__Task prompt__. A single figure is required: the number of lines in the data below that hold the word "targets".

----

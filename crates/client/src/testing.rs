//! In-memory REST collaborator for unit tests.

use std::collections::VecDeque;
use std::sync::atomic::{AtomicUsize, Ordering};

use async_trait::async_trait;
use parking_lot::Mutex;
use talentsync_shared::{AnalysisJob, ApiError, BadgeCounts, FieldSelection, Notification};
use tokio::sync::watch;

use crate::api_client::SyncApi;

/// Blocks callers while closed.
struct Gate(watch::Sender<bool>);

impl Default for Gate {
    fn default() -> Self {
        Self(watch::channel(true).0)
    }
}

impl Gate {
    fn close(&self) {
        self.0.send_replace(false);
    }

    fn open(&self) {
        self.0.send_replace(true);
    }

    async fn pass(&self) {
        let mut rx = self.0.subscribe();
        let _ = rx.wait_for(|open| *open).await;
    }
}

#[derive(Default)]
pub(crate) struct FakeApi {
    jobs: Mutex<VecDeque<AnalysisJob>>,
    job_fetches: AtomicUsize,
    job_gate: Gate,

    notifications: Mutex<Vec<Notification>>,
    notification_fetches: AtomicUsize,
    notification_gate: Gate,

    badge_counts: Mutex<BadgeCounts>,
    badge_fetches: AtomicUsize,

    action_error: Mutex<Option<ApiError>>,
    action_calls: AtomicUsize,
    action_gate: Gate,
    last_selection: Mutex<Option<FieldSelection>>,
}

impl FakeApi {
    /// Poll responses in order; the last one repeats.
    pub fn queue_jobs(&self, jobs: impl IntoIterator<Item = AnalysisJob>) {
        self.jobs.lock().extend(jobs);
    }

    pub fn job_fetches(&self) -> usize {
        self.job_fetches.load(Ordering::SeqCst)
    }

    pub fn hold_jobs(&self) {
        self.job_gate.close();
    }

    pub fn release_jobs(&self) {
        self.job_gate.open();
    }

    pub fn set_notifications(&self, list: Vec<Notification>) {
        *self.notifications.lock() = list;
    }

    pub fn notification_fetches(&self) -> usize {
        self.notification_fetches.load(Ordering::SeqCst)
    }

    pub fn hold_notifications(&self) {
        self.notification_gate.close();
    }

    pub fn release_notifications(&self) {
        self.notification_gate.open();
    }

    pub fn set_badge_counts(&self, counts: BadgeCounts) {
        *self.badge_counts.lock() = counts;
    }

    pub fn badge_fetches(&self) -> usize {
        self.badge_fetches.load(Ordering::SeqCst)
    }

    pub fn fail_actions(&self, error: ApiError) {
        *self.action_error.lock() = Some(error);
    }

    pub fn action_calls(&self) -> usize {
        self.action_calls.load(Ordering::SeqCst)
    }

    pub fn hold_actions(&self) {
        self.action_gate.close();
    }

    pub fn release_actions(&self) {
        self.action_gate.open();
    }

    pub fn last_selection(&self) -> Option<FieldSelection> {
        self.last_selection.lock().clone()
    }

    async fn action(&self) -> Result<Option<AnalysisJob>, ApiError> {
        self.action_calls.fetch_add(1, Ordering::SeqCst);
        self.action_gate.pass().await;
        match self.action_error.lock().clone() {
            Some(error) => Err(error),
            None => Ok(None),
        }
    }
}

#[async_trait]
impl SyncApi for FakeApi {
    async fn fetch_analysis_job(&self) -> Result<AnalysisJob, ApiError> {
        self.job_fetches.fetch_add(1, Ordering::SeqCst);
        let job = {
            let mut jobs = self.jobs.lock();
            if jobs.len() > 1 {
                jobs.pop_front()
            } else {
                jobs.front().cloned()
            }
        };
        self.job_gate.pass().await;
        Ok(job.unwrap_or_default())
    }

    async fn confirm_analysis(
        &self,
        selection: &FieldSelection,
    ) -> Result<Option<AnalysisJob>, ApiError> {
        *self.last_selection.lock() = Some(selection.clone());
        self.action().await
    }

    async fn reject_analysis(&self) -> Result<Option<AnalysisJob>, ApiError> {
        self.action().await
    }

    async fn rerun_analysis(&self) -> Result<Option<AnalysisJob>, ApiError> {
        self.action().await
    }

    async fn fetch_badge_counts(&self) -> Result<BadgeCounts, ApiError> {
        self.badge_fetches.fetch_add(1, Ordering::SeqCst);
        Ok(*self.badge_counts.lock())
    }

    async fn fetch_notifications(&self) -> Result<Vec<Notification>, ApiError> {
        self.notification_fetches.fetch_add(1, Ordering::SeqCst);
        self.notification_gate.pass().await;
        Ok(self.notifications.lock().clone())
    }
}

----

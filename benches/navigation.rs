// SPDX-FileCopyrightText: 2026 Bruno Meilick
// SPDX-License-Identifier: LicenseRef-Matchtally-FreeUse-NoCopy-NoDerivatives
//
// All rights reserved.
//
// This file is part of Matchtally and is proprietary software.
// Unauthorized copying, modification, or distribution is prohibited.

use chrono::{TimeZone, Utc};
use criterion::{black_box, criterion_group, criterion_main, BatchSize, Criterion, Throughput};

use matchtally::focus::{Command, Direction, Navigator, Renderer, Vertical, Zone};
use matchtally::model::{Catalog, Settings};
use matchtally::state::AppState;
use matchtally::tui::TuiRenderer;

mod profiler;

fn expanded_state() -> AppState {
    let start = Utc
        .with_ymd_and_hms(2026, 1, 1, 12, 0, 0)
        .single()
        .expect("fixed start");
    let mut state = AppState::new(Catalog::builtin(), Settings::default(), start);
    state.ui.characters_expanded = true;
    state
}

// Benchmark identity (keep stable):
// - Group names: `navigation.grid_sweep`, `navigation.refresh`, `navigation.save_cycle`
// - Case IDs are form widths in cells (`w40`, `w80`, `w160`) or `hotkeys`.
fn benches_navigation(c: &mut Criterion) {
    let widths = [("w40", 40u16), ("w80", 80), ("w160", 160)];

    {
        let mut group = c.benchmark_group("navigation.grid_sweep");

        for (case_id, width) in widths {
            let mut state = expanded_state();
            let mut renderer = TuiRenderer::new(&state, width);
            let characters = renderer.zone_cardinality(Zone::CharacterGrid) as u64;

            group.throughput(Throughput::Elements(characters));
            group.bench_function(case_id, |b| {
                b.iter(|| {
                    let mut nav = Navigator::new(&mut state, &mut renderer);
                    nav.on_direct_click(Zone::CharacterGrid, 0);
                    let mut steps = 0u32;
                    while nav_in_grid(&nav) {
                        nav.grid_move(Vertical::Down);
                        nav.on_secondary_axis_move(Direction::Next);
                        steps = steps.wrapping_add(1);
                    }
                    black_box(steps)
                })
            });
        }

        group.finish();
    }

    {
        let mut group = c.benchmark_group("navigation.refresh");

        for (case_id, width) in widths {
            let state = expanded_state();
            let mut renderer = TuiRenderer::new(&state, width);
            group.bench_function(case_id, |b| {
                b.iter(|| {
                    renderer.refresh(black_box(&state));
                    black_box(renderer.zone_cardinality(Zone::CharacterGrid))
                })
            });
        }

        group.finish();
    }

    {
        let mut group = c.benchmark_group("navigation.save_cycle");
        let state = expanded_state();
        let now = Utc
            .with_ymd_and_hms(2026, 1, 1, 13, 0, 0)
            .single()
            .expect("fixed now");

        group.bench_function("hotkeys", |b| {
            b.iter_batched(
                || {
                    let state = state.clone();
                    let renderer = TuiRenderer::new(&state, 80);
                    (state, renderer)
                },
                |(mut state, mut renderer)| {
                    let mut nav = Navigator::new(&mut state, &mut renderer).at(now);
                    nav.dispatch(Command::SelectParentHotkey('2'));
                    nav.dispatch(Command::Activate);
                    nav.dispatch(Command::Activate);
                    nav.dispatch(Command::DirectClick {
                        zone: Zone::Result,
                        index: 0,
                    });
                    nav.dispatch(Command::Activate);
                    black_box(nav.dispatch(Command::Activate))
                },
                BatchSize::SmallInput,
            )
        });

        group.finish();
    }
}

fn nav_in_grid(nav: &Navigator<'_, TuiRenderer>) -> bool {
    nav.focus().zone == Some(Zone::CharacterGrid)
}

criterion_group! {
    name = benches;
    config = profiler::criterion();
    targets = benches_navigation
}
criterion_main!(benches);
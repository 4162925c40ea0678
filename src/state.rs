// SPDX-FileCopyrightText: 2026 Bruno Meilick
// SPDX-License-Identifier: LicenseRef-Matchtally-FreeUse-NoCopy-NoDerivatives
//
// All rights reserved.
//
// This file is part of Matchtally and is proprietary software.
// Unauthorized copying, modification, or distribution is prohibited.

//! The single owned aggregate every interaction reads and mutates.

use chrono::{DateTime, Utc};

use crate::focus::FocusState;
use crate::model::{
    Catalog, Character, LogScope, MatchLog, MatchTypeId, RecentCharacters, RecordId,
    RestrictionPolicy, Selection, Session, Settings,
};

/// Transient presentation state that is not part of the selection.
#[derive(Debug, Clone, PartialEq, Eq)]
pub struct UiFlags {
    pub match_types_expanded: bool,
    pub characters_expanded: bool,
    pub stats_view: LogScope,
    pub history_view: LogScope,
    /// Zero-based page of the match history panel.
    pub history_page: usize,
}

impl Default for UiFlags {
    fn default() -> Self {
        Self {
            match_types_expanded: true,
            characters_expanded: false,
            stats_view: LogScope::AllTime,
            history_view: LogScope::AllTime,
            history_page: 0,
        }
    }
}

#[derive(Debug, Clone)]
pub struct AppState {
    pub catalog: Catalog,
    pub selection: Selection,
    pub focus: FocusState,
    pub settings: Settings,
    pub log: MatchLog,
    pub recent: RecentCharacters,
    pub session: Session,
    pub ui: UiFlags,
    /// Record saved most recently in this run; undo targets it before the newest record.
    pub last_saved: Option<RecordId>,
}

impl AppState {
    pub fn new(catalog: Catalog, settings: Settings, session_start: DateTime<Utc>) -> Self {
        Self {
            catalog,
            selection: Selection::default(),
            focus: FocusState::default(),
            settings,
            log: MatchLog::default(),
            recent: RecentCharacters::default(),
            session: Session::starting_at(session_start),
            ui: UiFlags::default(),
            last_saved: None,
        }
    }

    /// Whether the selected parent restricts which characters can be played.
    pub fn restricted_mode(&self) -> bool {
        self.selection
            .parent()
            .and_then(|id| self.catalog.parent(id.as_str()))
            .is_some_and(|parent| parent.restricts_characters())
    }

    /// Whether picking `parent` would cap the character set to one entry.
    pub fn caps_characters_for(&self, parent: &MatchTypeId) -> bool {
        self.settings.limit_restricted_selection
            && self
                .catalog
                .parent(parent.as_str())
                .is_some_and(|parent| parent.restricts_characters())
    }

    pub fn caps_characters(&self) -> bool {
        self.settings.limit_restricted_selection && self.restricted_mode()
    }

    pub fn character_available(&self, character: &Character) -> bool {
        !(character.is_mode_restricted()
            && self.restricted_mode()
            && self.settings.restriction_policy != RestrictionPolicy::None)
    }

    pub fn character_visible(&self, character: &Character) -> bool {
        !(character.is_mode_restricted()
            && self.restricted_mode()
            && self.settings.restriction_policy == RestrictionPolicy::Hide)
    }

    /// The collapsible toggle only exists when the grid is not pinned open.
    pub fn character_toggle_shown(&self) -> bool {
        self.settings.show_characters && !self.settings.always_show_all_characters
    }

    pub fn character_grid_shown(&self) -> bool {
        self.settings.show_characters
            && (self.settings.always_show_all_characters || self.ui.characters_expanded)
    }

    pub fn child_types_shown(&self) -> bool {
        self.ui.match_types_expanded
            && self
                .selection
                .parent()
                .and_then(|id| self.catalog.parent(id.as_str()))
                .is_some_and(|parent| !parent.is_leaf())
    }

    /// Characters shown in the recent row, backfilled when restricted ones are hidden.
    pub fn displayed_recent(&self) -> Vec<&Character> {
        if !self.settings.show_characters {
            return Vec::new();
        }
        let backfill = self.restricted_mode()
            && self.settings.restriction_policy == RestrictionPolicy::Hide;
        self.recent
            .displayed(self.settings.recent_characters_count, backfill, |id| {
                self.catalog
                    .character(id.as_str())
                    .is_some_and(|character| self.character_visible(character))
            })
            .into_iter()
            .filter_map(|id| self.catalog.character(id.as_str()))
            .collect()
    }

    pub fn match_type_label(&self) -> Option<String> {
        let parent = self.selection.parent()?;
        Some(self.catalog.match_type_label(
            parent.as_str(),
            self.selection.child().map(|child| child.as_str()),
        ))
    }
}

----

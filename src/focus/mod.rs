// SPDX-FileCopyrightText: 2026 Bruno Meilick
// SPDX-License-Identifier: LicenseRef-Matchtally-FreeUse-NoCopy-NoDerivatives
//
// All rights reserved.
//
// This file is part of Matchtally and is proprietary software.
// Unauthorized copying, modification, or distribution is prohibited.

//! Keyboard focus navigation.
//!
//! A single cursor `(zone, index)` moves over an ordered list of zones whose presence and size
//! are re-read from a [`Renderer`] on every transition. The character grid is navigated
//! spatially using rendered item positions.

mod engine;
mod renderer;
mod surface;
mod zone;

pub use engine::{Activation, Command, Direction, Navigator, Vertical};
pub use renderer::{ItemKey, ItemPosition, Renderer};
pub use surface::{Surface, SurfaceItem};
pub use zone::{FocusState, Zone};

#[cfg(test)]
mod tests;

----

__Solution for this task__. 2